Plenty of people like to label people in this business too. That’s usually easier than taking the time to understand what it is that they do. We get it. This is Old Wall Street, until it isn’t.
On Wall Street 2.0, there will be Time Stamps.
To review, Hedgeye has made 3 “Short Covering Opportunity” calls in the last 2.5 months:
- August 8th
- September 12th
- October 4th
These were accurate immediate-term TRADE opinions about the relationship between price and value. On October 3rd, the Hedgeye Asset Allocation Model held a 73% position in Cash. On October 11th (before yesterday’s open), my Cash position was 61%.
On Old Wall Street 1.0, there are no Time Stamps. That’s dying on Opacity’s Vine.
Fully Occupied Transparency comes next.
Why be bullish, on the margin, before an +8.7% short squeeze, and be bearish, on the margin, after it? Price/Value matters – and everything about managing risk in a Globally Interconnected Macro market happens on the margin.
I wrote about being multi-factor and multi-duration as a matter of process yesterday. Nothing has changed on that front today. Across my Top 6 Global Macro Factors (and across durations), here’s what I see this morning:
- SP500 = bullish TRADE (1167); bearish TREND (1228) and TAIL (1266)

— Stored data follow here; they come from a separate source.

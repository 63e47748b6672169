//! Merging of list-valued post meta.
//!
//! A key may be stored as several rows. Each row holds either one record or an array of records;
//! readers see the concatenation in insertion order.

use serde_json::Value;
use tracing::warn;

pub(crate) fn merge_fragments<I>(fragments: I) -> Vec<Value>
where
    I: IntoIterator<Item = String>,
{
    let mut merged = Vec::new();
    for raw in fragments {
        match serde_json::from_str::<Value>(&raw) {
            Ok(Value::Array(items)) => merged.extend(items),
            Ok(Value::Null) => {}
            Ok(item) => merged.push(item),
            Err(e) => {
                warn!(error = %e, "Skipping undecodable post meta fragment");
            }
        }
    }
    merged
}
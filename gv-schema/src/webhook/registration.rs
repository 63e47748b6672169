use crate::lax;
use serde::{Deserialize, Serialize};

/// Registration form submission that triggers ticket generation.
#[derive(Debug, Clone, Default, Deserialize, Serialize)]
pub struct RegistrationRequest {
    #[serde(
        default,
        alias = "name",
        alias = "full_name",
        deserialize_with = "lax::opt_string",
        skip_serializing_if = "Option::is_none"
    )]
    pub nombre: Option<String>,

    #[serde(
        default,
        alias = "company",
        deserialize_with = "lax::opt_string",
        skip_serializing_if = "Option::is_none"
    )]
    pub empresa: Option<String>,

    #[serde(
        default,
        alias = "title",
        deserialize_with = "lax::opt_string",
        skip_serializing_if = "Option::is_none"
    )]
    pub cargo: Option<String>,

    #[serde(
        default,
        deserialize_with = "lax::opt_string",
        skip_serializing_if = "Option::is_none"
    )]
    pub email: Option<String>,

    #[serde(
        default,
        alias = "phone",
        deserialize_with = "lax::opt_string",
        skip_serializing_if = "Option::is_none"
    )]
    pub telefono: Option<String>,

    /// Local event post id.
    #[serde(
        default,
        alias = "event_id",
        deserialize_with = "lax::opt_i64",
        skip_serializing_if = "Option::is_none"
    )]
    pub evento_id: Option<i64>,

    /// Event name, matched fuzzily when `evento_id` is absent.
    #[serde(
        default,
        alias = "event",
        deserialize_with = "lax::opt_string",
        skip_serializing_if = "Option::is_none"
    )]
    pub evento: Option<String>,
}
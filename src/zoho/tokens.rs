use super::oauth::ZohoOauthEndpoints;
use crate::config::ZohoResolvedConfig;
use crate::db::{DbOAuthToken, TokenCreate};
use crate::error::GvError;
use crate::oauth_utils::OauthTokenResponse;
use async_trait::async_trait;
use chrono::{DateTime, Utc};
use oauth2::TokenResponse;
use std::fmt;
use std::sync::Arc;
use std::time::Duration;
use tracing::{debug, info, warn};

/// Zoho omits `expires_in` on some grants; its access tokens live one hour.
const DEFAULT_EXPIRES_IN_SECS: i64 = 3600;

/// Append-only token log.
#[async_trait]
pub trait TokenStore: Send + Sync {
    /// Most recently inserted token, if any.
    async fn latest(&self) -> Result<Option<DbOAuthToken>, GvError>;

    async fn insert(&self, token: TokenCreate) -> Result<i64, GvError>;
}

/// Credential handed to API calls.
#[derive(Clone)]
pub struct AccessToken {
    pub secret: String,
    pub token_type: String,
}

impl AccessToken {
    /// Value for the `Authorization` header: `Zoho-oauthtoken <token>`.
    ///
    /// Zoho's token endpoint reports `Bearer`, but the CRM only accepts its own scheme.
    pub fn authorization_value(&self) -> String {
        let scheme = match self.token_type.trim() {
            "" => "Zoho",
            t if t.eq_ignore_ascii_case("bearer") => "Zoho",
            t => t,
        };
        format!("{scheme}-oauthtoken {}", self.secret)
    }
}

impl fmt::Debug for AccessToken {
    fn fmt(&self, f: &mut fmt::Formatter<'_>) -> fmt::Result {
        f.debug_struct("AccessToken")
            .field("secret", &"<redacted>")
            .field("token_type", &self.token_type)
            .finish()
    }
}

impl From<&DbOAuthToken> for AccessToken {
    fn from(row: &DbOAuthToken) -> Self {
        Self {
            secret: row.access_token.clone(),
            token_type: row.token_type.clone(),
        }
    }
}

/// Anything able to produce a currently valid access token.
#[async_trait]
pub trait AccessTokenSource: Send + Sync {
    async fn access_token(&self) -> Result<AccessToken, GvError>;
}

/// Whether `token` must be refreshed at `now`.
///
/// The token is stale once its age exceeds `expires_in - margin`.
pub fn is_stale(token: &DbOAuthToken, now: DateTime<Utc>, margin: Duration) -> bool {
    let age = now.signed_duration_since(token.created_at).num_seconds();
    let margin = i64::try_from(margin.as_secs()).unwrap_or(i64::MAX);
    age > token.expires_in.saturating_sub(margin)
}

/// Serves the latest stored token and refreshes it through the accounts server once it is stale.
///
/// Concurrent callers may each refresh; every refresh appends a row and the newest row wins.
#[derive(Clone)]
pub struct TokenManager {
    store: Arc<dyn TokenStore>,
    cfg: Arc<ZohoResolvedConfig>,
    http: reqwest::Client,
}

impl TokenManager {
    pub fn new(
        store: Arc<dyn TokenStore>,
        cfg: Arc<ZohoResolvedConfig>,
        http: reqwest::Client,
    ) -> Self {
        Self { store, cfg, http }
    }

    pub async fn get_access_token(&self) -> Result<AccessToken, GvError> {
        self.get_access_token_at(Utc::now()).await
    }

    pub async fn get_access_token_at(&self, now: DateTime<Utc>) -> Result<AccessToken, GvError> {
        let Some(current) = self.store.latest().await? else {
            return Err(GvError::Credential(
                "no Zoho token stored; authorize via /zoho/auth first".to_string(),
            ));
        };

        if !is_stale(&current, now, self.cfg.refresh_margin) {
            debug!(token_id = current.id, "[Zoho] Reusing stored access token");
            return Ok(AccessToken::from(&current));
        }

        info!(
            token_id = current.id,
            created_at = %current.created_at,
            "[Zoho] Access token stale, refreshing"
        );
        self.refresh(&current, now).await
    }

    async fn refresh(
        &self,
        current: &DbOAuthToken,
        now: DateTime<Utc>,
    ) -> Result<AccessToken, GvError> {
        let response = ZohoOauthEndpoints::refresh_access_token(
            &self.cfg,
            &current.refresh_token,
            self.http.clone(),
        )
        .await
        .map_err(|e| {
            warn!(error = %e, "[Zoho] Token refresh failed");
            GvError::Credential(format!("token refresh failed: {e}"))
        })?;

        // Zoho keeps the refresh token stable, so the stored one is carried over.
        let row = token_row(&response, current.refresh_token.clone(), now);
        let access = AccessToken {
            secret: row.access_token.clone(),
            token_type: row.token_type.clone(),
        };
        let id = self.store.insert(row).await?;
        info!(token_id = id, "[Zoho] Stored refreshed access token");
        Ok(access)
    }

    /// Persists the result of an authorization-code exchange.
    pub async fn store_authorization(&self, response: &OauthTokenResponse) -> Result<i64, GvError> {
        let refresh_token = response
            .refresh_token()
            .map(|t| t.secret().to_string())
            .filter(|t| !t.trim().is_empty())
            .ok_or_else(|| {
                GvError::Credential(
                    "authorization response carried no refresh_token (offline access denied?)"
                        .to_string(),
                )
            })?;

        if let Some(domain) = response.extra_fields().api_domain.as_deref() {
            debug!(api_domain = domain, "[Zoho] Authorization granted");
        }

        let id = self
            .store
            .insert(token_row(response, refresh_token, Utc::now()))
            .await?;
        info!(token_id = id, "[Zoho] Stored authorization token");
        Ok(id)
    }
}

#[async_trait]
impl AccessTokenSource for TokenManager {
    async fn access_token(&self) -> Result<AccessToken, GvError> {
        self.get_access_token().await
    }
}

fn token_row(
    response: &OauthTokenResponse,
    refresh_token: String,
    now: DateTime<Utc>,
) -> TokenCreate {
    let expires_in = response
        .expires_in()
        .and_then(|d| i64::try_from(d.as_secs()).ok())
        .unwrap_or(DEFAULT_EXPIRES_IN_SECS);

    TokenCreate {
        access_token: response.access_token().secret().to_string(),
        refresh_token,
        token_type: response.token_type().as_ref().to_string(),
        expires_in,
        created_at: now,
    }
}

#[cfg(test)]
mod tests {
    use super::*;

    fn token(expires_in: i64, created_at: DateTime<Utc>) -> DbOAuthToken {
        DbOAuthToken {
            id: 1,
            access_token: "a".to_string(),
            refresh_token: "r".to_string(),
            token_type: "Bearer".to_string(),
            expires_in,
            created_at,
        }
    }

    #[test]
    fn staleness_respects_margin() {
        let created = Utc::now();
        let margin = Duration::from_secs(60);
        let t = token(3600, created);

        assert!(!is_stale(&t, created + chrono::Duration::seconds(3540), margin));
        assert!(is_stale(&t, created + chrono::Duration::seconds(3541), margin));
        assert!(!is_stale(&t, created + chrono::Duration::seconds(3600), Duration::ZERO));
    }

    #[test]
    fn short_lived_token_is_always_stale() {
        let created = Utc::now();
        assert!(is_stale(&token(30, created), created, Duration::from_secs(60)));
    }

    #[test]
    fn authorization_header_uses_zoho_scheme() {
        let bearer = AccessToken {
            secret: "1000.abc".to_string(),
            token_type: "Bearer".to_string(),
        };
        assert_eq!(bearer.authorization_value(), "Zoho-oauthtoken 1000.abc");

        let blank = AccessToken {
            secret: "x".to_string(),
            token_type: String::new(),
        };
        assert_eq!(blank.authorization_value(), "Zoho-oauthtoken x");
        assert!(!format!("{bearer:?}").contains("1000.abc"));
    }
}
mod common;

use axum::http::Method;
use common::{KNOWN_CONTACT_ID, KNOWN_EMAIL, KNOWN_EVENT_ID, KNOWN_EVENT_TITLE, ZohoBehavior, ZohoDouble};
use gv_checkin::GvError;
use gv_checkin::service::Services;
use gv_schema::{ContactFields, LeadFields};

async fn services(double: &ZohoDouble, prefix: &str) -> Services {
    let base = common::spawn_zoho(double.clone()).await;
    let cfg = common::test_config(&base, common::unique_path(prefix, ""));
    let db = common::spawn_db(prefix).await;
    common::seed_token(&db, "valid-access", 0).await;
    Services::build(db, &cfg)
}

#[tokio::test]
async fn contact_search_matches_email_and_sends_zoho_auth_header() {
    let double = ZohoDouble::default();
    let svc = services(&double, "zs-search").await;

    let found = svc
        .contacts
        .search_by_email(KNOWN_EMAIL)
        .await
        .unwrap()
        .expect("contact found");
    assert_eq!(found.id, KNOWN_CONTACT_ID);

    let calls = double.requests_to(Method::GET, "/crm/v2/Contacts/search");
    assert_eq!(calls.len(), 1);
    assert_eq!(
        calls[0].headers.get("authorization").unwrap(),
        "Zoho-oauthtoken valid-access"
    );
    assert_eq!(
        calls[0].query.get("criteria").map(String::as_str),
        Some("(Email:equals:known@example.com)")
    );
}

#[tokio::test]
async fn contact_search_without_hits_is_none() {
    let double = ZohoDouble::default();
    let svc = services(&double, "zs-miss").await;

    let found = svc
        .contacts
        .search_by_email("nobody@example.com")
        .await
        .unwrap();
    assert!(found.is_none());
}

#[tokio::test]
async fn search_failure_with_empty_body_is_not_a_miss() {
    let double = ZohoDouble::default();
    double.set_behavior(ZohoBehavior {
        search_unavailable: true,
        ..Default::default()
    });
    let svc = services(&double, "zs-down").await;

    let err = svc
        .contacts
        .search_by_email(KNOWN_EMAIL)
        .await
        .unwrap_err();
    assert!(matches!(err, GvError::UpstreamRejected { .. }), "got {err:?}");
    assert!(err.to_string().ends_with("HTTP 500"));

    let err = svc
        .events
        .search_by_title(KNOWN_EVENT_TITLE)
        .await
        .unwrap_err();
    assert!(matches!(err, GvError::UpstreamRejected { .. }), "got {err:?}");
}

#[tokio::test]
async fn contact_create_returns_record_id() {
    let double = ZohoDouble::default();
    let svc = services(&double, "zs-create").await;

    let fields = ContactFields {
        email: Some("new@example.com".to_string()),
        ..Default::default()
    }
    .with_full_name("Ana María Ruiz");
    let id = svc.contacts.create(&fields).await.unwrap();
    assert_eq!(id, "3652397000000333001");

    let body = double.requests_to(Method::POST, "/crm/v2/Contacts")[0].json();
    let record = &body["data"][0];
    assert_eq!(record["Email"], "new@example.com");
    assert_eq!(record["First_Name"], "Ana");
    assert_eq!(record["Last_Name"], "María Ruiz");
}

#[tokio::test]
async fn contact_create_requires_email_before_calling_zoho() {
    let double = ZohoDouble::default();
    let svc = services(&double, "zs-noemail").await;

    let err = svc
        .contacts
        .create(&ContactFields::default().with_full_name("Sin Correo"))
        .await
        .unwrap_err();
    assert!(matches!(err, GvError::Validation(_)), "got {err:?}");
    assert!(double.requests().is_empty());
}

#[tokio::test]
async fn contact_create_rejection_carries_zoho_code() {
    let double = ZohoDouble::default();
    double.set_behavior(ZohoBehavior {
        contact_create_fails: true,
        ..Default::default()
    });
    let svc = services(&double, "zs-reject").await;

    let fields = ContactFields {
        email: Some("new@example.com".to_string()),
        ..Default::default()
    };
    let err = svc.contacts.create(&fields).await.unwrap_err();
    assert!(matches!(err, GvError::UpstreamRejected { .. }), "got {err:?}");
    assert!(err.to_string().contains("MANDATORY_NOT_FOUND"));
}

#[tokio::test]
async fn upsert_updates_existing_contact() {
    let double = ZohoDouble::default();
    let svc = services(&double, "zs-upsert").await;

    let fields = ContactFields {
        email: Some(KNOWN_EMAIL.to_string()),
        title: Some("CTO".to_string()),
        ..Default::default()
    };
    let id = svc.contacts.upsert_by_email(&fields).await.unwrap();
    assert_eq!(id, KNOWN_CONTACT_ID);

    let path = format!("/crm/v2/Contacts/{KNOWN_CONTACT_ID}");
    assert_eq!(double.requests_to(Method::PUT, &path).len(), 1);
    assert!(double.requests_to(Method::POST, "/crm/v2/Contacts").is_empty());
}

#[tokio::test]
async fn lead_creation_posts_to_leads() {
    let double = ZohoDouble::default();
    let svc = services(&double, "zs-lead").await;

    let fields = LeadFields {
        email: Some("lead@example.com".to_string()),
        company: Some("Acme".to_string()),
        ..Default::default()
    }
    .with_full_name("Ruiz");
    let id = svc.contacts.create_lead(&fields).await.unwrap();
    assert_eq!(id, "3652397000000444001");

    let body = double.requests_to(Method::POST, "/crm/v2/Leads")[0].json();
    assert_eq!(body["data"][0]["Last_Name"], "Ruiz");
    assert_eq!(body["data"][0]["Company"], "Acme");
}

#[tokio::test]
async fn attendance_is_marked_on_the_event_participants() {
    let double = ZohoDouble::default();
    let svc = services(&double, "zs-attend").await;

    let event = svc
        .events
        .search_by_title(KNOWN_EVENT_TITLE)
        .await
        .unwrap()
        .expect("event found");
    assert_eq!(event.id, KNOWN_EVENT_ID);
    assert!(svc.events.search_by_title("Otro").await.unwrap().is_none());

    svc.events
        .mark_attendance(KNOWN_CONTACT_ID, KNOWN_EVENT_ID)
        .await
        .unwrap();

    let path = format!("/crm/v2/Events/{KNOWN_EVENT_ID}");
    let body = double.requests_to(Method::PUT, &path)[0].json();
    let participant = &body["data"][0]["Participants"][0];
    assert_eq!(participant["participant"], KNOWN_CONTACT_ID);
    assert_eq!(participant["type"], "contact");
    assert_eq!(participant["Asiste"], true);
}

- VIX = bearish TRADE; bullish TREND and TAIL
- German DAX = bullish TRADE; bearish TREND and TAIL
- EUR/USD = bullish TRADE; bearish TREND and TAIL
- Copper = bearish TRADE, TREND, and TAIL
- 30-year US Bond Yields = bearish TRADE, TREND, and TAIL
So if those who are paid to think in a marketing vacuum want to call me Rosie or Roubini, they can whisper amongst themselves and have at it. No Duration Differentiation. No Real-Time Risk Management.
If you are reading this today, you’re paying for my rants … and on behalf of my research team, I sincerely thank you for having an open mind. We couldn’t Occupy Hedgeye without you.
Having been bearish in 2011 doesn’t mean we can’t help you buy “good things” well. We bought Starbucks in April of 2009 when no one wanted to touch it – that’s an American brand that means something, and will continue to for a long time.
In the last few months we’ve also bought Utilities (XLU), Target (TGT), and Marriott (MAR) well. These are 3 of the 10 LONG positions we have in the Hedgeye Portfolio that do stand the chance of actually being held for the “long-term.” Good balance sheets, dividends, and, most importantly, bought at good prices.
We get Graham and Dodd. It’s not that complicated, really. Buy low. But we also get Buffett and Munger’s #1 rule of investing that supersedes all of the vaunted “value” investing rules – DON’T LOSE MONEY.
Oh, and their second rule of investing is don’t forget rule #1.
My immediate-term support and resistance ranges for Gold, Oil, German DAX, and the SP500 are now $1646-1684, $84.42-89.71, 5614-6069, and 1167-1212, respectively.